Temer receia que prisão de Rocha Loures detone a base aliada

Foto: Romério Cunha/Fotos Públicas
 
 
Jornal GGN – O governo Michel Temer receia que o ministro Edson Fachin, relator da Lava Jato no Supremo Tribunal Federal, atenda ao novo pedido de prisão do ex-deputado Rodrigo Rocha Loures, filmado recebendo uma mala de dinheiro da JBS. A Procuradoria Geral da República voltou a solicitar a medida preventiva agora que Loures não tem mais cadeira na Câmara.
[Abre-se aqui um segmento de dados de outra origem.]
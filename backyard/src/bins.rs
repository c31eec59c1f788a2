//! First level of the dictionary: an array of small fixed-capacity bins.
use crate::hashing::TornadoHash;
use backyard_core::{HashFunction, HashInput};

/// A fixed-capacity group of slots sharing a single bin index.
///
/// Operations are linear scans over the slots, which is constant time as long as the capacity
/// stays small.
#[derive(Debug, Clone)]
pub struct Bin<T> {
    slots: Box<[Option<T>]>,
    len: usize,
}

impl<T: HashInput> Bin<T> {
    /// Create an empty bin with the given `capacity`.
    pub fn new(capacity: usize) -> Self {
        Self {
            slots: vec![None; capacity].into_boxed_slice(),
            len: 0,
        }
    }

    /// Store the `item` in the first free slot, returns `false` if the bin is full.
    pub fn insert(&mut self, item: T) -> bool {
        match self.slots.iter_mut().find(|slot| slot.is_none()) {
            Some(slot) => {
                *slot = Some(item);
                self.len += 1;
                true
            }
            None => false,
        }
    }

    /// Free the slot holding the `item`, returns `false` if it wasn't there.
    pub fn remove(&mut self, item: &T) -> bool {
        match self.slots.iter_mut().find(|slot| slot.as_ref() == Some(item)) {
            Some(slot) => {
                *slot = None;
                self.len -= 1;
                true
            }
            None => false,
        }
    }

    pub fn contains(&self, item: &T) -> bool {
        self.slots.iter().any(|slot| slot.as_ref() == Some(item))
    }

    pub fn len(&self) -> usize {
        self.len
    }

    pub fn is_empty(&self) -> bool {
        self.len == 0
    }

    pub fn capacity(&self) -> usize {
        self.slots.len()
    }

    pub fn has_space(&self) -> bool {
        self.len < self.slots.len()
    }
}

/// Collection of [`Bin`]s addressed by a placement hash of the item.
#[derive(Debug, Clone)]
pub struct Bins<T, H = TornadoHash> {
    bins: Box<[Bin<T>]>,
    hasher: H,
    len: usize,
}

impl<T: HashInput, H: HashFunction> Bins<T, H> {
    /// Create `num_bins` empty bins of `bin_capacity` slots each.
    ///
    /// # Parameters
    ///
    /// - `num_bins`: Number of bins, also the range of the placement hash.
    /// - `bin_capacity`: Number of slots per bin.
    /// - `seed`: Seed of the placement hash function.
    pub fn new(num_bins: usize, bin_capacity: usize, seed: u64) -> Self {
        debug_assert!(num_bins > 0, r#""num_bins" must be greater than 0"#);

        Self {
            bins: (0..num_bins).map(|_| Bin::new(bin_capacity)).collect(),
            hasher: H::from_seed(seed, num_bins as u64),
            len: 0,
        }
    }

    #[inline]
    fn bin_idx(&self, item: &T) -> usize {
        self.hasher.hash(item) as usize
    }

    /// Store the `item` in its bin, returns `false` if the bin is full.
    pub fn insert(&mut self, item: T) -> bool {
        let idx = self.bin_idx(&item);
        if self.bins[idx].insert(item) {
            self.len += 1;
            true
        } else {
            false
        }
    }

    pub fn remove(&mut self, item: &T) -> bool {
        let idx = self.bin_idx(item);
        if self.bins[idx].remove(item) {
            self.len -= 1;
            true
        } else {
            false
        }
    }

    pub fn contains(&self, item: &T) -> bool {
        self.bins[self.bin_idx(item)].contains(item)
    }

    /// Total number of items over all bins.
    pub fn len(&self) -> usize {
        self.len
    }

    pub fn is_empty(&self) -> bool {
        self.len == 0
    }

    pub fn num_bins(&self) -> usize {
        self.bins.len()
    }

    /// Get the bin the `item` hashes to.
    pub fn bin(&self, item: &T) -> &Bin<T> {
        &self.bins[self.bin_idx(item)]
    }
}
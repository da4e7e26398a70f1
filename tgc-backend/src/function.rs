//! Per-function compilation state
//!
//! [`FunctionInfo`] is the one mutable piece of this layer. It is owned by
//! the compilation of a single function, is never shared across functions
//! or threads, and is discarded when that compilation ends. Everything the
//! policy queries need — attributes, frame objects, virtual register
//! classes, copy hints, physical usage — lives here.

use crate::error::RegInfoError;
use std::collections::BTreeMap;
use tgc_codegen::{CallConv, FrameIndex, PhysReg, Reg, RegClassId, RegMask, StackOffset, VirtReg};

/// Which base register the frame layout chose for a stack slot.
#[derive(Debug, Clone, Copy, PartialEq, Eq)]
pub enum FrameBase {
    /// Address relative to the frame pointer.
    FramePointer,
    /// Address relative to the stack pointer.
    StackPointer,
    /// Address relative to the designated private-memory base register.
    PrivateMemory,
}

/// One stack slot as decided by the frame layout pass: its offset from
/// the chosen base and the base policy itself. This layer only legalizes
/// the addressing; it never moves slots.
#[derive(Debug, Clone, Copy, PartialEq, Eq)]
pub struct FrameObject {
    pub offset: StackOffset,
    pub base: FrameBase,
}

/// Per-function state consumed and updated by the register policy layer.
#[derive(Debug, Clone)]
pub struct FunctionInfo {
    name: String,
    call_conv: CallConv,
    needs_frame_pointer: bool,
    /// Desired resident warps per core. High targets compress the
    /// per-warp register budget and select the constrained cost table.
    occupancy_target: u32,
    frame_objects: Vec<FrameObject>,
    reserved_spill_slots: BTreeMap<PhysReg, FrameIndex>,
    vreg_classes: BTreeMap<VirtReg, RegClassId>,
    copy_hints: BTreeMap<VirtReg, Reg>,
    used_phys: RegMask,
}

impl FunctionInfo {
    pub fn new(name: impl Into<String>, call_conv: CallConv) -> Self {
        Self {
            name: name.into(),
            call_conv,
            needs_frame_pointer: false,
            occupancy_target: 1,
            frame_objects: Vec::new(),
            reserved_spill_slots: BTreeMap::new(),
            vreg_classes: BTreeMap::new(),
            copy_hints: BTreeMap::new(),
            used_phys: RegMask::new(),
        }
    }

    pub fn name(&self) -> &str {
        &self.name
    }

    pub fn call_conv(&self) -> CallConv {
        self.call_conv
    }

    pub fn needs_frame_pointer(&self) -> bool {
        self.needs_frame_pointer
    }

    pub fn set_needs_frame_pointer(&mut self, needed: bool) {
        self.needs_frame_pointer = needed;
    }

    pub fn occupancy_target(&self) -> u32 {
        self.occupancy_target
    }

    pub fn set_occupancy_target(&mut self, warps: u32) {
        self.occupancy_target = warps;
    }

    /// Record a stack slot decided by the frame layout pass.
    pub fn add_frame_object(&mut self, offset: StackOffset, base: FrameBase) -> FrameIndex {
        let index = FrameIndex(self.frame_objects.len());
        self.frame_objects.push(FrameObject { offset, base });
        index
    }

    pub fn frame_object(&self, index: FrameIndex) -> Result<&FrameObject, RegInfoError> {
        self.frame_objects
            .get(index.0)
            .ok_or(RegInfoError::UnknownFrameIndex(index.0))
    }

    /// Pre-assign a fixed spill slot to a physical register, as mandated
    /// by the ABI for registers with fixed spill behavior.
    pub fn set_reserved_spill_slot(&mut self, reg: PhysReg, slot: FrameIndex) {
        self.reserved_spill_slots.insert(reg, slot);
    }

    pub fn reserved_spill_slot(&self, reg: PhysReg) -> Option<FrameIndex> {
        self.reserved_spill_slots.get(&reg).copied()
    }

    /// Assign a virtual register's class. A class is assigned once and
    /// never changes within one compilation.
    pub fn set_vreg_class(&mut self, vreg: VirtReg, class: RegClassId) {
        self.vreg_classes.insert(vreg, class);
    }

    pub fn vreg_class(&self, vreg: VirtReg) -> Option<RegClassId> {
        self.vreg_classes.get(&vreg).copied()
    }

    /// Record a copy relation the allocator may exploit: `vreg` was
    /// copied from/to `other`.
    pub fn add_copy_hint(&mut self, vreg: VirtReg, other: Reg) {
        self.copy_hints.insert(vreg, other);
    }

    pub fn copy_hint(&self, vreg: VirtReg) -> Option<Reg> {
        self.copy_hints.get(&vreg).copied()
    }

    /// Record that an instruction references `reg` (alias closure
    /// included).
    pub fn note_phys_use(&mut self, reg: PhysReg) {
        self.used_phys.insert_with_aliases(reg);
    }

    /// True if `reg` or anything it overlaps has been referenced.
    pub fn is_phys_used(&self, reg: PhysReg) -> bool {
        self.used_phys.overlaps(reg)
    }
}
Mesmo sem mandato, o “homem de confiança” de Temer segue com foro no STF, porque seu inquérito está amarrado ao de Temer.
 
De acordo com o Painel da Folha desta sexta (2), a avaliação do Planalto sobre a prisão de Loures “é feita com evidente irritação”. O governo diz que Fachin tem sido “agressivo” e o acusa de “jogo casado” com a PGR.
 
O temor vem do seguinte prognóstico: “O Planalto sabe, porém, que uma eventual prisão de Rocha Loures poderá detonar debandada de parte da base aliada que vinha torcendo por um fato novo que justificasse o desembarque do governo.”
 
Por isso, “Michel Temer passou os últimos dias afirmando a aliados que não tinha nenhum receio sobre uma possível delação de Rocha Loures. Disse que o ex-assessor, chamado por ele mesmo de homem de sua estrita confiança, não tem nada que possa comprometê-lo.”
 
O jornal também informou essa semana que advogados de Loures sondaram o Ministério Público sobre uma delação premiada e receberam uma grande negativa. Isso porque o ex-deputado não deu sinais de que implicaria Temer em sua delação.
 
De acordo com relatos da JBS, Loures foi indicado por Temer para substituir Geddel Vieira Lima nas negociações entre a empresa e o governo. Joesley Batista sugeriu na delação que, com Loures, discutiu negócios de interesse do frigorífico que poderiam render propina ao governo Temer. Parte desse dinheiro poderia manter a suposta propina Eduardo Cunha e Lúcio Funaro, presos em Curitiba.
 
O governo ainda espera que a PGR conclua a investigação contra Temer e apresente denúncia na próxima semana. De acordo com o Estadão, o Supremo deverá consultar o Congresso para saber se Temer poderá ser processado. Será necessário dois terços da Câmara para instaurar a ação penal.